Starnberg, 14.05.2024 (lifePR) – Auch wenn sich die Inflation noch immer hartnäckig hält, hofft die Mehrheit der Marktteilnehmer auf eine baldige Zinswende. Im besten Fall noch in diesem Jahr. Ein Faktor, der dennoch bisher kaum in den Diskussionen betrachtet wird, ist der Klimawandel. Mit der derzeitigen Geschwindigkeit des Klimawandels werden die damit in Zusammenhang stehenden Inflationsrisiken immer sichtbarer und bleiben kein hypothetisches Szenario, welches weit in der Zukunft liegt. Inzwischen hat sich sogar der Begriff „Climateflation“ durchgesetzt, um die Inflationssteigerung als direkte Folge des Klimawandels zu umschreiben. Erfahren Sie in der heutigen Ausgabe des Zinskommentars mehr über die Hintergründe von „Climateflation“ und welche Rolle die Europäische Zentralbank (EZB) dabei einnimmt.
Climateflation: Inflationstreiber
Es überrascht etwas, dass der Klimawandel im öffentlichen Diskurs nur selten in Zusammenhang mit der Inflation gebracht wird. Dabei sind die Risiken enorm und bereits sichtbar für Jedermann. Häufiger auftretende extreme Wetterbedingungen wie Dürren oder Überschwemmungen führen schon heute zu Ernteausfällen und lassen die Lebensmittelpreise in die Höhe schießen. Aber der Klimawandel hört offensichtlich nicht bei Lebensmitteln auf, sondern zieht sich über alle Produkt- und Dienstleistungsklassen. Ganze Lieferketten sind der Gefahr ausgesetzt gestört oder gar ganz ausgesetzt zu werden. Angebotsschocks könnten die Regel werden und immer mehr Menschen näher oder an die Armutsgrenze bringen.
Um die Folgen des Klimawandels auf die Preisentwicklung besser zu verstehen, analysierten Forscher der EZB und des Potsdam-Instituts für Klimaforschung mehr als 27.000 Beobachtungen monatlicher Verbraucherindizes aus der ganzen Welt. Die Untersuchung ergab, dass die weltweite durchschnittliche Inflation jährlich um 0,3 bis 1,2 Prozentpunkte bis 2035 ansteigen könnte. Bei den Lebensmittelpreisen liegt derselbe Korridor sogar bei 0,9 bis 3,2 Prozentpunkte. Der Effekt des Klimawandels auf die Preisentwicklung ist am stärksten in südlichen Regionen der Erde, während nördlichere Regionen besonders im Sommer unter Inflationsdruck leiden könnten. Ebenso fanden die Forscher heraus, dass der Rekordsommer im Jahr 2022 die Inflation für Lebensmittel um 0,4 bis 0,9 Prozentpunkte anstiegen ließ.

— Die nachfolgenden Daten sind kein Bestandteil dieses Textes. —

//! Volume lifecycle driver.
//!
//! Maps the volume plugin verbs onto runtime operations:
//! - Volume → one backing container, named after the volume
//! - Volume content → the container's overlay merged directory
//! - Remove → stop, optional commit and publish, delete
//!
//! The runtime is the only record of volumes; the driver keeps no state
//! between calls.

use std::collections::HashMap;
use std::sync::Arc;
use std::time::Duration;

use imagefs_core::config::DriverConfig;
use imagefs_core::error::{ImagefsError, Result};
use imagefs_core::volume::{
    host_relative_mountpoint, CreateOptions, VolumeInfo, VolumeLabels, SCOPE_LOCAL,
};
use imagefs_runtime::{ContainerSpec, ImageReference, Platform, RuntimeGateway, StagedHelper};

use crate::registry::VolumeRegistry;

/// Tunables of the lifecycle driver.
#[derive(Debug, Clone, PartialEq, Eq)]
pub struct DriverSettings {
    /// `../` steps prepended to merged directories
    pub mount_prefix_depth: usize,
    /// Grace period when stopping a backing container
    pub stop_grace: Duration,
}

impl From<&DriverConfig> for DriverSettings {
    fn from(config: &DriverConfig) -> Self {
        Self {
            mount_prefix_depth: config.mount_prefix_depth,
            stop_grace: config.stop_grace(),
        }
    }
}

impl Default for DriverSettings {
    fn default() -> Self {
        Self::from(&DriverConfig::default())
    }
}

/// Process-wide collaborators, built once at startup.
#[derive(Clone)]
pub struct DriverContext {
    pub gateway: Arc<dyn RuntimeGateway>,
    pub helper: StagedHelper,
}

/// Implements the volume plugin operations on top of a runtime gateway.
pub struct LifecycleDriver {
    gateway: Arc<dyn RuntimeGateway>,
    registry: VolumeRegistry,
    helper: StagedHelper,
    settings: DriverSettings,
}

impl LifecycleDriver {
    pub fn new(context: DriverContext, settings: DriverSettings) -> Self {
        Self {
            registry: VolumeRegistry::new(context.gateway.clone()),
            gateway: context.gateway,
            helper: context.helper,
            settings,
        }
    }

    /// Create a volume: pull the source image and start a backing container.
    ///
    /// A start failure after a successful create leaves a stopped container
    /// behind; a later `remove` cleans it up.
    pub async fn create(&self, name: &str, opts: &HashMap<String, String>) -> Result<()> {
        validate_name(name)?;
        let options = CreateOptions::from_opts(opts).ok_or_else(|| {
            ImagefsError::InvalidArgument("no source image specified".to_string())
        })?;

        let source = ImageReference::parse(&options.source)?;
        // Validate the target now; it is only read back at removal.
        if let Some(ref target) = options.target {
            ImageReference::parse(target)?;
        }
        let platform = match options.platform {
            Some(ref spec) => {
                let platform = Platform::parse(spec)?;
                if self.gateway.supports_platform() {
                    Some(platform)
                } else {
                    tracing::warn!(
                        volume = %name,
                        platform = %platform,
                        "Runtime API too old for platform selection, ignoring"
                    );
                    None
                }
            }
            None => None,
        };

        tracing::info!(volume = %name, source = %source, target = ?options.target, "Creating volume");

        self.gateway.pull_image(&source, platform.as_ref()).await?;

        let spec = ContainerSpec {
            name: name.to_string(),
            image: source,
            entrypoint: self.helper.entrypoint(),
            labels: VolumeLabels::new(options.target.as_deref()).to_labels(),
            binds: vec![self.helper.bind()],
            network_disabled: true,
            platform,
        };
        let id = self.gateway.create_container(&spec).await?;
        tracing::info!(volume = %name, container = %id, "Backing container created");

        self.gateway.start_container(&id).await?;
        Ok(())
    }

    /// Resolve a volume and its mount point.
    pub async fn get(&self, name: &str) -> Result<VolumeInfo> {
        let entry = self.registry.lookup(name).await?;
        let details = self.gateway.inspect_container(&entry.id).await?;

        let snapshot = details
            .snapshot
            .ok_or_else(|| ImagefsError::MissingSnapshotData("GraphDriver".to_string()))?;
        if !snapshot.is_overlay() {
            return Err(ImagefsError::UnsupportedBackend(snapshot.driver));
        }
        let merged_dir = snapshot
            .merged_dir()
            .ok_or_else(|| ImagefsError::MissingSnapshotData("MergedDir".to_string()))?;
        tracing::debug!(volume = %name, merged_dir = %merged_dir, "Resolved merged directory");

        Ok(VolumeInfo {
            name: name.to_string(),
            mountpoint: host_relative_mountpoint(merged_dir, self.settings.mount_prefix_depth),
        })
    }

    /// Mount point of a volume.
    pub async fn path(&self, name: &str) -> Result<String> {
        Ok(self.get(name).await?.mountpoint)
    }

    /// Names of all volumes.
    pub async fn list(&self) -> Result<Vec<String>> {
        Ok(self
            .registry
            .list()
            .await?
            .iter()
            .map(|entry| entry.display_name().to_string())
            .collect())
    }

    /// Ensure the backing container runs and return the mount point.
    pub async fn mount(&self, name: &str, caller: &str) -> Result<String> {
        tracing::info!(volume = %name, caller = %caller, "Mounting volume");
        let entry = self.registry.lookup(name).await?;
        self.gateway.start_container(&entry.id).await?;
        self.path(name).await
    }

    /// Acknowledge an unmount.
    ///
    /// The container keeps running: other callers may still hold the mount
    /// point, and only `remove` stops it.
    pub async fn unmount(&self, name: &str, caller: &str) -> Result<()> {
        tracing::info!(volume = %name, caller = %caller, "Unmounting volume");
        Ok(())
    }

    /// Tear down a volume, committing and publishing it when it has a target.
    ///
    /// Two concurrent removals of one name both pass the lookup; callers
    /// that need that to be safe must serialise removal per name.
    pub async fn remove(&self, name: &str) -> Result<()> {
        let entry = self.registry.lookup(name).await?;
        tracing::info!(volume = %name, container = %entry.id, "Removing volume");

        self.gateway
            .stop_container(&entry.id, self.settings.stop_grace)
            .await?;

        let details = self.gateway.inspect_container(&entry.id).await?;
        let target = VolumeLabels::from_labels(&details.labels).target;

        if let Some(ref target) = target {
            self.publish(name, &entry.id, target).await?;
        }

        self.gateway.remove_container(&entry.id).await?;
        tracing::info!(volume = %name, "Volume removed");

        if let Some(ref target) = target {
            self.sweep_duplicates(&entry.id, target).await;
        }
        Ok(())
    }

    pub fn capabilities(&self) -> &'static str {
        SCOPE_LOCAL
    }

    async fn publish(&self, name: &str, container: &str, target: &str) -> Result<()> {
        let reference = ImageReference::parse(target)?;
        tracing::info!(volume = %name, target = %reference, "Committing volume");
        self.gateway.commit_container(container, &reference).await?;

        if reference.is_registry_path() {
            tracing::info!(volume = %name, target = %reference, "Publishing volume image");
            self.gateway.push_image(&reference).await?;
        }
        Ok(())
    }

    /// Best-effort removal of other containers sharing `target`.
    async fn sweep_duplicates(&self, removed: &str, target: &str) {
        let leftovers = match self.registry.with_target(target).await {
            Ok(entries) => entries,
            Err(e) => {
                tracing::warn!(target = %target, error = %e, "Duplicate sweep failed");
                return;
            }
        };
        for entry in leftovers.iter().filter(|e| e.id != removed) {
            tracing::warn!(
                target = %target,
                container = %entry.id,
                "Removing duplicate backing container"
            );
            if let Err(e) = self.gateway.remove_container(&entry.id).await {
                tracing::warn!(container = %entry.id, error = %e, "Duplicate removal failed");
            }
        }
    }
}

/// Container names accepted by the runtime: `[a-zA-Z0-9][a-zA-Z0-9_.-]*`.
fn validate_name(name: &str) -> Result<()> {
    let mut chars = name.chars();
    let valid = match chars.next() {
        Some(first) => {
            first.is_ascii_alphanumeric()
                && chars.all(|c| c.is_ascii_alphanumeric() || matches!(c, '_' | '.' | '-'))
        }
        None => false,
    };
    if valid {
        Ok(())
    } else {
        Err(ImagefsError::InvalidArgument(format!(
            "invalid volume name '{}'",
            name
        )))
    }
}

Dass der Klimawandel auf allen Ebenen bekämpft und gelöst werden muss, ist hoffentlich allen klar. Doch was genau kann die EZB tun? Schließlich richtet sich die gesamte Geldpolitik nach der Inflationsentwicklung bzw. Preisstabilität. In einer Rede bekräftigte Isabel Schnabel, Mitglied des EZB-Direktoriums, dass die Notenbank insbesondere den Staat bzw. die Fiskalpolitik in der Verantwortung sieht, um über öffentliche Investitionen die „grüne Transformation“ voranzutreiben. Ferner hat auch die EZB damit begonnen die Wichtigkeit der Inflationsrisiken durch den Klimawandels verstanden und setzte 2022 eine breitere Strategie auf, deren Status und Verlauf kürzlich aktualisiert wurde. Bisher sind jedoch keine konkreten Änderungen des Instrumentenkastens erkennbar, auch wenn verschiedene Ansätze, wie etwa die Anhebung des Inflationsziels bereits diskutiert wurden.
Angesichts der enormen Inflationsrisiken sollte die EZB die Herausforderung wesentlich aggressiver und mutiger angehen. Die Notenbank hat machtvolle Hebel gegenüber der Finanzwelt, aber auch gegenüber den Staaten im Rahmen von Anleihekaufprogrammen. Es gilt nicht nur adäquat auf Preisschocks zu reagieren, sondern auch diese zu vermeiden. Die EZB kann eine Schlüsselrolle in der unbedingt notwendigen Transformation spielen, um die Climateflation in Schach zu halten.